▶ About this task: Restating the data word for word is all that is required.

Dataset items:
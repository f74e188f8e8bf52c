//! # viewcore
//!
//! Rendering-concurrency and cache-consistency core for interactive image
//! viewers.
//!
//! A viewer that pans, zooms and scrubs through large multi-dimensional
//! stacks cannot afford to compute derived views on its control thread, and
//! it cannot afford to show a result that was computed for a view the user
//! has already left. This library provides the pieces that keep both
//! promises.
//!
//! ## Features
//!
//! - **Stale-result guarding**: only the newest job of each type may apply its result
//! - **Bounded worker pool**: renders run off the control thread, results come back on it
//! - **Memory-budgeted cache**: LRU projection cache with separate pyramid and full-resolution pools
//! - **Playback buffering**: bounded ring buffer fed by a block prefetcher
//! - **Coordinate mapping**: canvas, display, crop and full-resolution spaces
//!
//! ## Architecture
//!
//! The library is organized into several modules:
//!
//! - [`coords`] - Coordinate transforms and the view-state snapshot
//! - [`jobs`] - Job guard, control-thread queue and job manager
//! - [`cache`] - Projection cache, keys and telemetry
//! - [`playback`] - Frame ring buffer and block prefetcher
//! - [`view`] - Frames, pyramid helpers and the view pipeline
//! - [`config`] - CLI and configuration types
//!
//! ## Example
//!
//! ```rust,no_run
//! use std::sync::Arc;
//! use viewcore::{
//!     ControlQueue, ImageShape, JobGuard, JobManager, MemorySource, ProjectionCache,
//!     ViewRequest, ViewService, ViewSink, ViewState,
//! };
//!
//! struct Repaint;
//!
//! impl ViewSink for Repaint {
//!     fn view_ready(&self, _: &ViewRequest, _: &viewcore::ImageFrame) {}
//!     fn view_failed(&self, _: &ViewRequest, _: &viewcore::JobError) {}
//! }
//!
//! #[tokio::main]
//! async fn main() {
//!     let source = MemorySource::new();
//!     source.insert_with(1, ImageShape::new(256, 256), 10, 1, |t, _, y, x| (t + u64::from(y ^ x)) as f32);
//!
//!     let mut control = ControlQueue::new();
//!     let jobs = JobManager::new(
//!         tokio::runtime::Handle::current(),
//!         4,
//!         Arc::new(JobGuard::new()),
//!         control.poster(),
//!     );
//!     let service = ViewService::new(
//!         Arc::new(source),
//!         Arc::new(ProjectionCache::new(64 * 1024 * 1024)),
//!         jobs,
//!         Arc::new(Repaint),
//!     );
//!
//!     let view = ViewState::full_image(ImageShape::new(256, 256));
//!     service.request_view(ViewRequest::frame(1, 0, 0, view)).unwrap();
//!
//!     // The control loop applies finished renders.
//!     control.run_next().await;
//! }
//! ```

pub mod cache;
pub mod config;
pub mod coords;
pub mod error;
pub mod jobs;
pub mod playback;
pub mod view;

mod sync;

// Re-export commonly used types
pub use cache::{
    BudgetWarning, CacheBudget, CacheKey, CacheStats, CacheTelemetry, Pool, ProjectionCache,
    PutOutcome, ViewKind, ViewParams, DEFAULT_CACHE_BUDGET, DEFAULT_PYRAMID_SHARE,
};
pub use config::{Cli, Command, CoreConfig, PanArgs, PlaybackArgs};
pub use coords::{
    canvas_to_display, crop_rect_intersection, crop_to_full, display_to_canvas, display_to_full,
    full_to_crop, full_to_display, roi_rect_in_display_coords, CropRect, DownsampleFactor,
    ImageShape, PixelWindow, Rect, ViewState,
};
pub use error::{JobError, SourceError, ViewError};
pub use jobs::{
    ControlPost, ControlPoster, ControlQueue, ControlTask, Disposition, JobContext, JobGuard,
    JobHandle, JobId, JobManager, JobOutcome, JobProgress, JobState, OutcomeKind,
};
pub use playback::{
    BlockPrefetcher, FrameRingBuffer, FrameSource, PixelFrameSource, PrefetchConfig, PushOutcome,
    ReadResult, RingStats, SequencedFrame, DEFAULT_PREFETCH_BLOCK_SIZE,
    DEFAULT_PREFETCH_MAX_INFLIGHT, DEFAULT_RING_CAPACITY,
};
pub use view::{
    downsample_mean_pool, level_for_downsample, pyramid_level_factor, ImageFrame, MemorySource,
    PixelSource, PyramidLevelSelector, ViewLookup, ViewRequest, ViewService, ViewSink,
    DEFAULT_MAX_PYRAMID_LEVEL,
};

▶ The completed task:
repository f74e188f8e8bf52c
//! # viewcore
//!
//! Rendering-concurrency and cache-consistency core for interactive image
//! viewers.
//!
//! A viewer that pans, zooms and scrubs through large multi-dimensional
//! stacks cannot afford to compute derived views on its control thread, and
//! it cannot afford to show a result that was computed for a view the user
//! has already left. This library provides the pieces that keep both
//! promises.
//!
//! ## Features
//!
//! - **Stale-result guarding**: only the newest job of each type may apply its result
//! - **Bounded worker pool**: renders run off the control thread, results come back on it
//! - **Memory-budgeted cache**: LRU projection cache with separate pyramid and full-resolution pools
//! - **Playback buffering**: bounded ring buffer fed by a block prefetcher
//! - **Coordinate mapping**: canvas, display, crop and full-resolution spaces
//!
//! ## Architecture
//!
//! The library is organized into several modules:
//!
//! - [`coords`] - Coordinate transforms and the view-state snapshot
//! - [`jobs`] - Job guard, control-thread queue and job manager
//! - [`cache`] - Projection cache, keys and telemetry
//! - [`playback`] - Frame ring buffer and block prefetcher
//! - [`view`] - Frames, pyramid helpers and the view pipeline
//! - [`config`] - CLI and configuration types
//!
//! ## Example
//!
//! ```rust,no_run
//! use std::sync::Arc;
//! use viewcore::{
//!     ControlQueue, ImageShape, JobGuard, JobManager, MemorySource, ProjectionCache,
//!     ViewRequest, ViewService, ViewSink, ViewState,
//! };
//!
//! struct Repaint;
//!
//! impl ViewSink for Repaint {
//!     fn view_ready(&self, _: &ViewRequest, _: &viewcore::ImageFrame) {}
//!     fn view_failed(&self, _: &ViewRequest, _: &viewcore::JobError) {}
//! }
//!
//! #[tokio::main]
//! async fn main() {
//!     let source = MemorySource::new();
//!     source.insert_with(1, ImageShape::new(256, 256), 10, 1, |t, _, y, x| (t + u64::from(y ^ x)) as f32);
//!
//!     let mut control = ControlQueue::new();
//!     let jobs = JobManager::new(
//!         tokio::runtime::Handle::current(),
//!         4,
//!         Arc::new(JobGuard::new()),
//!         control.poster(),
//!     );
//!     let service = ViewService::new(
//!         Arc::new(source),
//!         Arc::new(ProjectionCache::new(64 * 1024 * 1024)),
//!         jobs,
//!         Arc::new(Repaint),
//!     );
//!
//!     let view = ViewState::full_image(ImageShape::new(256, 256));
//!     service.request_view(ViewRequest::frame(1, 0, 0, view)).unwrap();
//!
//!     // The control loop applies finished renders.
//!     control.run_next().await;
//! }
//! ```

pub mod cache;
pub mod config;
pub mod coords;
pub mod error;
pub mod jobs;
pub mod playback;
pub mod view;

mod sync;

// Re-export commonly used types
pub use cache::{
    BudgetWarning, CacheBudget, CacheKey, CacheStats, CacheTelemetry, Pool, ProjectionCache,
    PutOutcome, ViewKind, ViewParams, DEFAULT_CACHE_BUDGET, DEFAULT_PYRAMID_SHARE,
};
pub use config::{Cli, Command, CoreConfig, PanArgs, PlaybackArgs};
pub use coords::{
    canvas_to_display, crop_rect_intersection, crop_to_full, display_to_canvas, display_to_full,
    full_to_crop, full_to_display, roi_rect_in_display_coords, CropRect, DownsampleFactor,
    ImageShape, PixelWindow, Rect, ViewState,
};
pub use error::{JobError, SourceError, ViewError};
pub use jobs::{
    ControlPost, ControlPoster, ControlQueue, ControlTask, Disposition, JobContext, JobGuard,
    JobHandle, JobId, JobManager, JobOutcome, JobProgress, JobState, OutcomeKind,
};
pub use playback::{
    BlockPrefetcher, FrameRingBuffer, FrameSource, PixelFrameSource, PrefetchConfig, PushOutcome,
    ReadResult, RingStats, SequencedFrame, DEFAULT_PREFETCH_BLOCK_SIZE,
    DEFAULT_PREFETCH_MAX_INFLIGHT, DEFAULT_RING_CAPACITY,
};
pub use view::{
    downsample_mean_pool, level_for_downsample, pyramid_level_factor, ImageFrame, MemorySource,
    PixelSource, PyramidLevelSelector, ViewLookup, ViewRequest, ViewService, ViewSink,
    DEFAULT_MAX_PYRAMID_LEVEL,
};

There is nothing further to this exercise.